Weil die Randsportart ohnehin nicht auf Rosen gebettet ist, wäre es um die Perspektiven der längst in die Mittelmäßigkeit abgerutschten Deutschen noch schlechter bestellt. Beim Turnier in Hannover greift der Europameister von 1989 deshalb nach dem Strohhalm.
Die Karten sind ausgereizt. Im Vorfeld des Turniers wurden die 200000 Mark, die der Nationalmannschaft in diesem Jahr zur Verfügung stehen, restlos aufgebraucht. ,,Wenn wir uns für Olympia qualifizieren, muss neu verhandelt werden" sagt Voigt-Rademacher. Bundestrainer Sterzik sucht vergeblich nach einem Joker. Weil die Deutschen keinen überragenden Spieler haben, versucht sich der 34-Jährige, sportlich durch eine Art Blockbildung aus der Affäre zu ziehen.
Man nehme fünf Spieler von Spandau 04 und vier von Waspo, dazu noch ein paar Einzelkönner - so lautet Sterziks Sydney Rezept. Trotz der Niederlage gegen die Slowakei zweifelt er nicht an der erfolgreichen Qualifikation: ,,Wir schaffen das auch wenn es schwer wird."

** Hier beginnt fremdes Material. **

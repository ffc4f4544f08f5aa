//! Single-shot unit of execution.

use std::sync::atomic::{AtomicBool, AtomicU64, Ordering};
use std::sync::{Arc, Mutex};

type TaskBody = Box<dyn FnOnce(usize) + Send + 'static>;

/// Shared handle to a task: the enqueuer keeps one side for awaiting, the
/// pool container holds the other until a worker takes it.
pub type TaskHandle = Arc<Task>;

/// A run-at-most-once callable with a completion flag and a pool-assigned
/// id.
///
/// The body is consumed on the first `run`; a second `run` is a programmer
/// error and panics. `finished` is published with release ordering after
/// the body returns, so an awaiter that observes it (acquire) also observes
/// every write the body made.
pub struct Task {
    finished: AtomicBool,
    id: AtomicU64,
    body: Mutex<Option<TaskBody>>,
}

impl Task {
    /// Wrap a closure into a shareable task. The argument passed to the
    /// closure is the id of the worker thread that runs it.
    pub fn new(body: impl FnOnce(usize) + Send + 'static) -> TaskHandle {
        Arc::new(Self {
            finished: AtomicBool::new(false),
            id: AtomicU64::new(0),
            body: Mutex::new(Some(Box::new(body))),
        })
    }

    /// Run the task body on worker `tid` and publish completion.
    pub fn run(&self, tid: usize) {
        let body = self
            .body
            .lock()
            .unwrap()
            .take()
            .expect("task already performed; tasks are not reusable");
        body(tid);
        self.finished.store(true, Ordering::Release);
    }

    pub fn finished(&self) -> bool {
        self.finished.load(Ordering::Acquire)
    }

    /// Monotone id assigned by the pool on enqueue; zero before that.
    pub fn id(&self) -> u64 {
        self.id.load(Ordering::Relaxed)
    }

    pub(crate) fn set_id(&self, id: u64) {
        self.id.store(id, Ordering::Relaxed);
    }
}
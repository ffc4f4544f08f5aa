//! Multiset correctness of the rings under real contention: nothing lost,
//! nothing duplicated.

use std::sync::atomic::{AtomicBool, Ordering};
use std::sync::Arc;
use std::thread;

use lesched_pool::{MpscRing, SpmcRing};

const VALUES: usize = 256;
const CONSUMERS: usize = 16;
const PRODUCERS: usize = 16;
const CAPACITY: usize = 16;

#[test]
fn spmc_one_producer_many_consumers() {
    let ring = Arc::new(SpmcRing::new(CAPACITY));
    let produced_all = Arc::new(AtomicBool::new(false));

    let consumers: Vec<_> = (0..CONSUMERS)
        .map(|_| {
            let ring = Arc::clone(&ring);
            let produced_all = Arc::clone(&produced_all);
            thread::spawn(move || {
                let mut seen = Vec::new();
                loop {
                    if let Some(value) = ring.try_pop() {
                        seen.push(value);
                    } else if produced_all.load(Ordering::Acquire) && ring.is_empty() {
                        break;
                    } else {
                        thread::yield_now();
                    }
                }
                seen
            })
        })
        .collect();

    for value in 0..VALUES {
        while ring.try_push(value).is_err() {
            thread::yield_now();
        }
    }
    produced_all.store(true, Ordering::Release);

    let mut merged: Vec<usize> = consumers
        .into_iter()
        .flat_map(|consumer| consumer.join().unwrap())
        .collect();
    merged.sort_unstable();
    assert_eq!(merged, (0..VALUES).collect::<Vec<_>>());
}

#[test]
fn mpsc_many_producers_one_consumer() {
    let ring = Arc::new(MpscRing::new(CAPACITY));
    let per_producer = VALUES / PRODUCERS;

    let producers: Vec<_> = (0..PRODUCERS)
        .map(|producer| {
            let ring = Arc::clone(&ring);
            thread::spawn(move || {
                for offset in 0..per_producer {
                    let value = producer * per_producer + offset;
                    while ring.try_push(value).is_err() {
                        thread::yield_now();
                    }
                }
            })
        })
        .collect();

    let mut merged = Vec::with_capacity(VALUES);
    while merged.len() < VALUES {
        match ring.try_pop() {
            Some(value) => merged.push(value),
            None => thread::yield_now(),
        }
    }
    for producer in producers {
        producer.join().unwrap();
    }

    assert!(ring.is_empty());
    merged.sort_unstable();
    assert_eq!(merged, (0..VALUES).collect::<Vec<_>>());
}

#[test]
fn mpsc_preserves_per_producer_order() {
    let ring = Arc::new(MpscRing::new(CAPACITY));
    let producers: Vec<_> = (0..4)
        .map(|producer: usize| {
            let ring = Arc::clone(&ring);
            thread::spawn(move || {
                for sequence in 0..64usize {
                    while ring.try_push((producer, sequence)).is_err() {
                        thread::yield_now();
                    }
                }
            })
        })
        .collect();

    let mut last_seen = [None::<usize>; 4];
    let mut popped = 0;
    while popped < 4 * 64 {
        if let Some((producer, sequence)) = ring.try_pop() {
            // FIFO per producer even when producers interleave.
            assert!(last_seen[producer].map_or(true, |last| last < sequence));
            last_seen[producer] = Some(sequence);
            popped += 1;
        } else {
            thread::yield_now();
        }
    }
    for producer in producers {
        producer.join().unwrap();
    }
}
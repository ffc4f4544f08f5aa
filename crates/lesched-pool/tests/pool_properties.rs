//! End-to-end pool behavior: completion, distribution across workers,
//! scheduling latency, and shutdown quiescence.

use std::sync::atomic::{AtomicBool, AtomicU64, Ordering};
use std::sync::Arc;
use std::thread;
use std::time::{Duration, Instant};

use lesched_pool::{PoolConfig, Task, TaskHandle, WorkerPool};

#[test]
fn every_task_runs_exactly_once() {
    let pool = WorkerPool::new(PoolConfig::new(4));
    let results: Arc<Vec<AtomicU64>> = Arc::new((0..100).map(|_| AtomicU64::new(0)).collect());

    for i in 0..100u64 {
        let results = Arc::clone(&results);
        pool.enqueue(Task::new(move |_| {
            results[i as usize].store(i, Ordering::SeqCst);
        }));
    }
    pool.stop();

    let sum: u64 = results.iter().map(|slot| slot.load(Ordering::SeqCst)).sum();
    assert_eq!(sum, 4950);
}

#[test]
fn tasks_spread_across_all_workers() {
    const WORKERS: usize = 128;
    const TASKS: usize = 256;

    let pool = WorkerPool::new(PoolConfig::new(WORKERS));
    let observed: Arc<Vec<AtomicBool>> =
        Arc::new((0..WORKERS).map(|_| AtomicBool::new(false)).collect());

    for _ in 0..TASKS {
        let observed = Arc::clone(&observed);
        pool.enqueue(Task::new(move |tid| {
            observed[tid].store(true, Ordering::SeqCst);
            thread::sleep(Duration::from_millis(100));
        }));
    }
    pool.stop();

    for (tid, seen) in observed.iter().enumerate() {
        assert!(seen.load(Ordering::SeqCst), "worker {tid} never ran a task");
    }
}

#[test]
fn one_task_per_worker_runs_concurrently() {
    const WORKERS: usize = 8;

    let pool = WorkerPool::new(PoolConfig::new(WORKERS));
    let started = Instant::now();
    for _ in 0..WORKERS {
        pool.enqueue(Task::new(|_| thread::sleep(Duration::from_secs(1))));
    }
    pool.stop();
    let elapsed = started.elapsed();

    assert!(elapsed >= Duration::from_secs(1), "elapsed {elapsed:?}");
    assert!(
        elapsed <= Duration::from_millis(1200),
        "scheduling overhead too high: {elapsed:?}"
    );
}

#[test]
fn stop_reaches_quiescence() {
    let pool = WorkerPool::new(PoolConfig::new(4));
    let tasks: Vec<TaskHandle> = (0..200)
        .map(|i| {
            Task::new(move |_| {
                if i % 7 == 0 {
                    thread::sleep(Duration::from_millis(1));
                }
            })
        })
        .collect();

    for (i, task) in tasks.iter().enumerate() {
        match i % 3 {
            0 => pool.enqueue(Arc::clone(task)),
            1 => pool.enqueue_local(Arc::clone(task), i % pool.num_threads()),
            _ => pool.enqueue_round(Arc::clone(task), i),
        }
    }
    pool.stop();

    assert_eq!(pool.size(), 0);
    assert_eq!(pool.working(), 0);
    assert!(tasks.iter().all(|task| task.finished()));
}

#[test]
fn awaiting_caller_observes_task_writes() {
    let pool = WorkerPool::new(PoolConfig::new(2));
    let value = Arc::new(AtomicU64::new(0));
    let task = Task::new({
        let value = Arc::clone(&value);
        move |_| value.store(41, Ordering::SeqCst)
    });
    pool.enqueue(Arc::clone(&task));
    WorkerPool::await_detached(&task);
    assert_eq!(value.load(Ordering::SeqCst), 41);
    pool.stop();
}
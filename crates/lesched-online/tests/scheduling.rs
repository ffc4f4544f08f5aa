//! End-to-end runs: producer → queue → dispatcher → policy → pool, for
//! every selectable policy, plus the timing-conformance property of the
//! verification schedulers.

use std::sync::Arc;

use lesched_online::{
    build_policy, PolicyKind, ProblemQueue, Scheduler, SeriesProducer, VerificationStats,
};
use lesched_pool::{PoolConfig, WorkerPool};
use lesched_solver::{generate_diagonally_dominant, LinearEquationSeries};

fn small_series(count: usize) -> LinearEquationSeries {
    let mut rng = rand::thread_rng();
    LinearEquationSeries {
        instances: (0..count)
            .map(|i| generate_diagonally_dominant(8 + (i % 3) * 8, &mut rng))
            .collect(),
    }
}

fn run_policy(
    kind: PolicyKind,
    num_threads: usize,
    series: LinearEquationSeries,
) -> Option<Arc<VerificationStats>> {
    let pool = Arc::new(WorkerPool::new(PoolConfig::new(num_threads)));
    let (policy, stats) = build_policy(kind, &pool);

    let queue = Arc::new(ProblemQueue::new());
    let producer = SeriesProducer::spawn(series, f64::MAX, Arc::clone(&queue));
    let scheduler = Scheduler::start(Arc::clone(&queue), Arc::clone(&pool), policy);

    producer.join();
    scheduler.stop();

    assert_eq!(pool.size(), 0);
    assert_eq!(pool.working(), 0);
    stats
}

#[test]
fn trivial_policy_drains_the_series() {
    assert!(run_policy(PolicyKind::Trivial, 2, small_series(20)).is_none());
}

#[test]
fn parallel_policy_drains_the_series() {
    assert!(run_policy(PolicyKind::Parallel, 2, small_series(20)).is_none());
}

#[test]
fn mixed_policy_drains_the_series() {
    assert!(run_policy(PolicyKind::Mixed, 4, small_series(30)).is_none());
}

#[test]
fn size_mixed_policy_drains_the_series() {
    assert!(run_policy(PolicyKind::SizeMixed, 4, small_series(30)).is_none());
}

#[test]
fn verification_a_confirms_recorded_scores() {
    let series = LinearEquationSeries::generate(192, 256, 1.0);
    let stats = run_policy(PolicyKind::VerificationA, 0, series).unwrap();
    let rate = stats.success_percent();
    assert!(rate > 95.0, "success rate {rate}%");
}

#[test]
fn verification_b_confirms_recorded_scores() {
    let series = LinearEquationSeries::generate(192, 256, 1.0);
    let stats = run_policy(PolicyKind::VerificationB, 0, series).unwrap();
    let rate = stats.success_percent();
    assert!(rate > 80.0, "success rate {rate}%");
}
//! # lesched
//!
//! Benchmark front-end: generates (or reuses) a problem series, replays it
//! through the selected scheduling policy and reports wall time,
//! efficiency and per-worker utilization.
//!
//! ```text
//! lesched <scheduler> <num_threads> <load_factor> <min_n> <max_n> <score>
//! ```

use std::process;
use std::sync::Arc;
use std::time::Instant;

use anyhow::{Context, Result};
use clap::Parser;
use tracing::info;
use tracing_subscriber::EnvFilter;

use lesched_online::{build_policy, PolicyKind, ProblemQueue, Scheduler, SeriesProducer};
use lesched_pool::{PoolConfig, WorkerPool};
use lesched_solver::{cache_path, LinearEquationSeries};

/// Online scheduling benchmark for linear equation solving.
#[derive(Parser)]
#[command(name = "lesched", version, about, long_about = None)]
struct Cli {
    /// Scheduling policy: verification_a, verification_b, trivial,
    /// parallel, mixed or size_mixed
    scheduler: String,

    /// Pool worker count (ignored by the verification schedulers)
    num_threads: usize,

    /// Arrival-rate multiplier relative to serial-runtime pacing
    load_factor: f64,

    /// Smallest generated problem dimension
    min_n: usize,

    /// Largest generated problem dimension
    max_n: usize,

    /// Minimum total reference score of the series, in seconds
    score: f64,
}

fn main() {
    tracing_subscriber::fmt()
        .with_env_filter(EnvFilter::from_default_env())
        .init();

    let cli = match Cli::try_parse() {
        Ok(cli) => cli,
        Err(err) => {
            use clap::error::ErrorKind;
            let requested = matches!(
                err.kind(),
                ErrorKind::DisplayHelp | ErrorKind::DisplayVersion
            );
            let _ = err.print();
            process::exit(if requested { 0 } else { 1 });
        }
    };

    let kind = match cli.scheduler.parse::<PolicyKind>() {
        Ok(kind) => kind,
        Err(err) => usage_error(&err.to_string()),
    };
    if !kind.is_verification() && cli.num_threads == 0 {
        usage_error("num_threads must be positive");
    }
    if !(cli.load_factor > 0.0) {
        usage_error("load_factor must be positive");
    }
    if cli.min_n < 1 || cli.min_n > cli.max_n {
        usage_error("expected 1 <= min_n <= max_n");
    }
    if !(cli.score > 0.0) {
        usage_error("score must be positive");
    }

    if let Err(err) = run(&cli, kind) {
        eprintln!("lesched: {err:#}");
        process::exit(1);
    }
}

fn usage_error(message: &str) -> ! {
    eprintln!("lesched: {message}");
    eprintln!("usage: lesched <scheduler> <num_threads> <load_factor> <min_n> <max_n> <score>");
    process::exit(1);
}

fn run(cli: &Cli, kind: PolicyKind) -> Result<()> {
    let series = load_or_generate_series(cli)?;
    let total_score = series.total_score();

    // Verification solves inline on the dispatch thread; no workers.
    let num_threads = if kind.is_verification() {
        0
    } else {
        cli.num_threads
    };
    let trace_suffix = format!(
        "{}_{}_{}_{}_{}_{}",
        kind.name(),
        cli.num_threads,
        cli.load_factor,
        cli.min_n,
        cli.max_n,
        cli.score
    );
    let pool = Arc::new(WorkerPool::new(
        PoolConfig::new(num_threads)
            .pinned()
            .with_trace_suffix(trace_suffix),
    ));
    let (policy, verification) = build_policy(kind, &pool);

    let queue = Arc::new(ProblemQueue::new());
    let producer = SeriesProducer::spawn(series, cli.load_factor, Arc::clone(&queue));

    let started = Instant::now();
    let scheduler = Scheduler::start(Arc::clone(&queue), Arc::clone(&pool), policy);

    producer.join();
    scheduler.stop();
    let duration = started.elapsed().as_secs_f64();

    println!("Took {duration:.3} seconds. Total score {total_score:.3} seconds.");
    if num_threads > 0 {
        let efficiency = 100.0 * (total_score / num_threads as f64) / duration;
        println!("Efficiency: {efficiency:.1}%");
        for (tid, stats) in pool.worker_stats().iter().enumerate() {
            println!(
                "[Worker {tid}] [waiting:{:.3}s][running:{:.3}s]",
                stats.waiting_s(),
                stats.running_s
            );
        }
    }
    if let Some(stats) = verification {
        println!("Verification success rate: {:.1}%", stats.success_percent());
    }
    Ok(())
}

fn load_or_generate_series(cli: &Cli) -> Result<LinearEquationSeries> {
    let path = cache_path(cli.min_n, cli.max_n, cli.score);
    if path.exists() {
        info!(path = %path.display(), "reusing cached series");
        return LinearEquationSeries::load(&path)
            .with_context(|| format!("failed to read series file {}", path.display()));
    }

    info!(
        min_n = cli.min_n,
        max_n = cli.max_n,
        score = cli.score,
        "generating problem series (scores are measured serial solves; this takes a while)"
    );
    let series = LinearEquationSeries::generate(cli.min_n, cli.max_n, cli.score);
    series
        .save(&path)
        .with_context(|| format!("failed to write series file {}", path.display()))?;
    Ok(series)
}
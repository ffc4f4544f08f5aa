//! Mutex-guarded LIFO used as the pool's unbounded overflow container.
//!
//! LIFO order is intentional: freshly fanned-out sub-tasks run before older
//! queued work, which keeps a parent task's data hot.

use std::sync::atomic::{AtomicUsize, Ordering};
use std::sync::Mutex;

/// Unbounded MPMC stack with an atomic size hint for lock-free fast checks.
///
/// The hint is only mutated while the lock is held, so it never dips below
/// zero; it may lag the true size between the hint read and the lock.
pub struct LockedStack<T> {
    items: Mutex<Vec<T>>,
    size_hint: AtomicUsize,
}

impl<T> Default for LockedStack<T> {
    fn default() -> Self {
        Self::new()
    }
}

impl<T> LockedStack<T> {
    pub fn new() -> Self {
        Self {
            items: Mutex::new(Vec::new()),
            size_hint: AtomicUsize::new(0),
        }
    }

    /// Push, blocking on the lock.
    pub fn push(&self, item: T) {
        let mut items = self.items.lock().unwrap();
        self.size_hint.fetch_add(1, Ordering::Release);
        items.push(item);
    }

    /// Push only if the lock is uncontended.
    pub fn try_push(&self, item: T) -> Result<(), T> {
        match self.items.try_lock() {
            Ok(mut items) => {
                self.size_hint.fetch_add(1, Ordering::Release);
                items.push(item);
                Ok(())
            }
            Err(_) => Err(item),
        }
    }

    /// Pop the most recently pushed item. Returns `None` on an empty hint,
    /// lock contention, or an empty stack.
    pub fn try_pop(&self) -> Option<T> {
        if self.is_empty_hint() {
            return None;
        }
        let mut items = self.items.try_lock().ok()?;
        let item = items.pop()?;
        self.size_hint.fetch_sub(1, Ordering::Release);
        Some(item)
    }

    pub fn size_hint(&self) -> usize {
        self.size_hint.load(Ordering::Acquire)
    }

    pub fn is_empty_hint(&self) -> bool {
        self.size_hint() == 0
    }
}
//! # solver-bench
//!
//! Offline benchmark for the LU kernel alone: times the serial solve and
//! the pool-parallel solve on square systems sized by their matrix
//! footprint in MiB. Problem instances are cached in the working
//! directory as single-instance `problem_<n>.raw` files so repeated runs
//! factor the same systems.

use std::path::PathBuf;
use std::process;
use std::sync::Arc;
use std::time::Instant;

use anyhow::{Context, Result};
use clap::Parser;
use tracing::info;
use tracing_subscriber::EnvFilter;

use lesched_pool::{PoolConfig, WorkerPool};
use lesched_solver::{generate_diagonally_dominant, lu, lu_parallel_task, LinearEquation};

/// Benchmark the LU solver on matrices of the given sizes.
#[derive(Parser)]
#[command(name = "solver-bench", version, about, long_about = None)]
struct Cli {
    /// Matrix footprints to benchmark, in MiB
    #[arg(value_name = "MIB", required = true)]
    sizes_mib: Vec<usize>,

    /// Worker threads for the parallel solve
    #[arg(short, long, default_value_t = default_threads())]
    threads: usize,

    /// Skip the serial baseline
    #[arg(long)]
    parallel_only: bool,
}

fn default_threads() -> usize {
    num_cpus::get().saturating_sub(1).max(1)
}

/// Smallest power-of-two dimension whose `n × n` doubles cover `mib`.
fn n_from_mib(mib: usize) -> usize {
    let doubles = (mib * 1024 * 1024) / std::mem::size_of::<f64>();
    let mut n = 1;
    while n * n < doubles {
        n *= 2;
    }
    n
}

fn main() {
    tracing_subscriber::fmt()
        .with_env_filter(EnvFilter::from_default_env())
        .init();

    let cli = match Cli::try_parse() {
        Ok(cli) => cli,
        Err(err) => {
            use clap::error::ErrorKind;
            let requested = matches!(
                err.kind(),
                ErrorKind::DisplayHelp | ErrorKind::DisplayVersion
            );
            let _ = err.print();
            process::exit(if requested { 0 } else { 1 });
        }
    };
    if cli.threads == 0 {
        eprintln!("solver-bench: threads must be positive");
        process::exit(1);
    }

    if let Err(err) = run(&cli) {
        eprintln!("solver-bench: {err:#}");
        process::exit(1);
    }
}

fn run(cli: &Cli) -> Result<()> {
    for &mib in &cli.sizes_mib {
        let n = n_from_mib(mib);
        let footprint_mib = n * n * std::mem::size_of::<f64>() / (1024 * 1024);
        println!();
        println!("Problem size {n}*{n} ({footprint_mib}MiB)");

        let instance = cached_instance(n)?;

        let serial = if cli.parallel_only {
            None
        } else {
            let started = Instant::now();
            lu::solve(instance.clone()).context("serial solve failed")?;
            let elapsed = started.elapsed().as_secs_f64();
            println!("serial       took {elapsed:.3}s");
            Some(elapsed)
        };

        let pool = Arc::new(WorkerPool::new(PoolConfig::new(cli.threads).pinned()));
        let (task, result) = lu_parallel_task(instance, Arc::clone(&pool));

        let started = Instant::now();
        pool.enqueue(Arc::clone(&task));
        WorkerPool::await_detached(&task);
        let elapsed = started.elapsed().as_secs_f64();
        pool.stop();

        result
            .take()
            .expect("awaited task left no result")
            .context("parallel solve failed")?;

        match serial {
            Some(serial) => println!(
                "parallel({:>2}) took {elapsed:.3}s (speedup {:.2}x)",
                cli.threads,
                serial / elapsed
            ),
            None => println!("parallel({:>2}) took {elapsed:.3}s", cli.threads),
        }
    }
    Ok(())
}

/// Load the cached instance for dimension `n`, generating and saving it on
/// first use.
fn cached_instance(n: usize) -> Result<LinearEquation> {
    let path = PathBuf::from(format!("problem_{n}.raw"));
    if path.exists() {
        info!(path = %path.display(), "reusing cached problem");
        return LinearEquation::load(&path)
            .with_context(|| format!("failed to read problem file {}", path.display()));
    }

    let mut rng = rand::thread_rng();
    let instance = generate_diagonally_dominant(n, &mut rng);
    instance
        .save(&path)
        .with_context(|| format!("failed to write problem file {}", path.display()))?;
    Ok(instance)
}
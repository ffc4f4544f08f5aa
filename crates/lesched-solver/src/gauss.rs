//! Gaussian elimination baseline. Unblocked, serial, and the accuracy
//! reference for the LU variants.

use crate::equation::LinearEquation;
use crate::error::SolverError;
use crate::kernel::{back_substitution, partial_pivot};

pub fn solve(mut le: LinearEquation) -> Result<Vec<f64>, SolverError> {
    let n = le.n;
    let a = le.a.as_mut_slice();
    let b = le.b.as_mut_slice();

    // Forward elimination with partial pivoting.
    for i in 0..n {
        partial_pivot(a, b, n, i)?;

        for row in i + 1..n {
            let factor = a[row * n + i] / a[i * n + i];
            b[row] -= factor * b[i];
            for col in i..n {
                a[row * n + col] -= factor * a[i * n + col];
            }
        }
    }

    back_substitution(a, b, n)
}

#[cfg(test)]
mod tests {
    use super::*;

    #[test]
    fn solves_fixed_system() {
        let le = LinearEquation::new(
            3,
            vec![2.0, -1.0, 0.0, -1.0, 2.0, -1.0, 0.0, -1.0, 2.0],
            vec![1.0, 0.0, 1.0],
            0.0,
        );
        let x = solve(le).unwrap();
        for value in x {
            assert!((value - 1.0).abs() < 1e-9);
        }
    }

    #[test]
    fn pivots_through_a_leading_zero() {
        // [[0, 1], [1, 0]] requires the row swap to proceed at all.
        let le = LinearEquation::new(2, vec![0.0, 1.0, 1.0, 0.0], vec![3.0, 4.0], 0.0);
        let x = solve(le).unwrap();
        assert!((x[0] - 4.0).abs() < 1e-12);
        assert!((x[1] - 3.0).abs() < 1e-12);
    }

    #[test]
    fn detects_singular_matrix() {
        let le = LinearEquation::new(2, vec![1.0, 1.0, 1.0, 1.0], vec![1.0, 2.0], 0.0);
        assert_eq!(solve(le), Err(SolverError::SingularMatrix));
    }
}
//! Lower-case hex encoding, shared by checksum computation in
//! `schema::creators::minimal` and `packer::packer`.

pub fn encode(bytes: &[u8]) -> String {
    bytes.iter().map(|b| format!("{b:02x}")).collect()
}
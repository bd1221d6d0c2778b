//! `allGroups` / `rootGroups` maintenance.
//!
//! Rebuild is O(live documents); reads are O(1) once the two sets are
//! materialised as `StoredDocument::GroupSet` entries.

use std::collections::BTreeSet;

use crate::storage::{GroupKind, StoredDocument};

/// Scans every live document, extracts `groupId`, and returns the full
/// set plus the set of first dotted segments ("root groups").
pub fn compute_groups(documents: &[StoredDocument]) -> (Vec<String>, Vec<String>) {
    let mut all = BTreeSet::new();
    let mut root = BTreeSet::new();

    for doc in documents {
        let StoredDocument::Live(fields) = doc else {
            continue;
        };
        let Some(group_id) = fields.get("g") else {
            continue;
        };
        all.insert(group_id.to_string());
        if let Some(first) = group_id.split('.').next() {
            root.insert(first.to_string());
        }
    }

    (all.into_iter().collect(), root.into_iter().collect())
}

/// Replaces any existing `GroupSet` documents in `documents` with freshly
/// computed ones, appending them if none existed.
pub fn rebuild(documents: &mut Vec<StoredDocument>) {
    let (all, root) = compute_groups(documents);
    documents.retain(|doc| !matches!(doc, StoredDocument::GroupSet { .. }));
    documents.push(StoredDocument::GroupSet {
        kind: GroupKind::All,
        groups: all,
    });
    documents.push(StoredDocument::GroupSet {
        kind: GroupKind::Root,
        groups: root,
    });
}

pub fn read(documents: &[StoredDocument], kind: GroupKind) -> Vec<String> {
    documents
        .iter()
        .find_map(|doc| doc.as_group_set(kind))
        .map(|g| g.to_vec())
        .unwrap_or_default()
}
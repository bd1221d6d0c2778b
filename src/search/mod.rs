pub mod cursor;
pub mod engine;
pub mod matcher;
pub mod results;

pub use cursor::SearchCursor;
pub use engine::SearchEngine;
pub use results::{FlatSearchOutcome, GroupArtifactGrouping, GroupIdGrouping, Grouping};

Die subtropischen Temperaturen in Stadionbad sind nicht gut für das Zuschauerinteresse. Doch hier ist manch Idee ausgebrütet worden, wie dem kränkelnden Wasserballsport auf die Beine geholfen werden kann. Manches braucht viel Fantasie. Voigt-Rademacher schwebt eine ,,Golden League" für Nationalteam vor, das Modell will er am Wochenende Paris präsentieren. Joachim Jörg' beim Turnier zuständig für Öffentlichkeitsarbeit und Marketing, schaut schon weiter ,,Deutschland soll 2004 Olympiasieger werden", sagt er. ,,Dafür müssen wir in Hannover die Bodenplatte legen."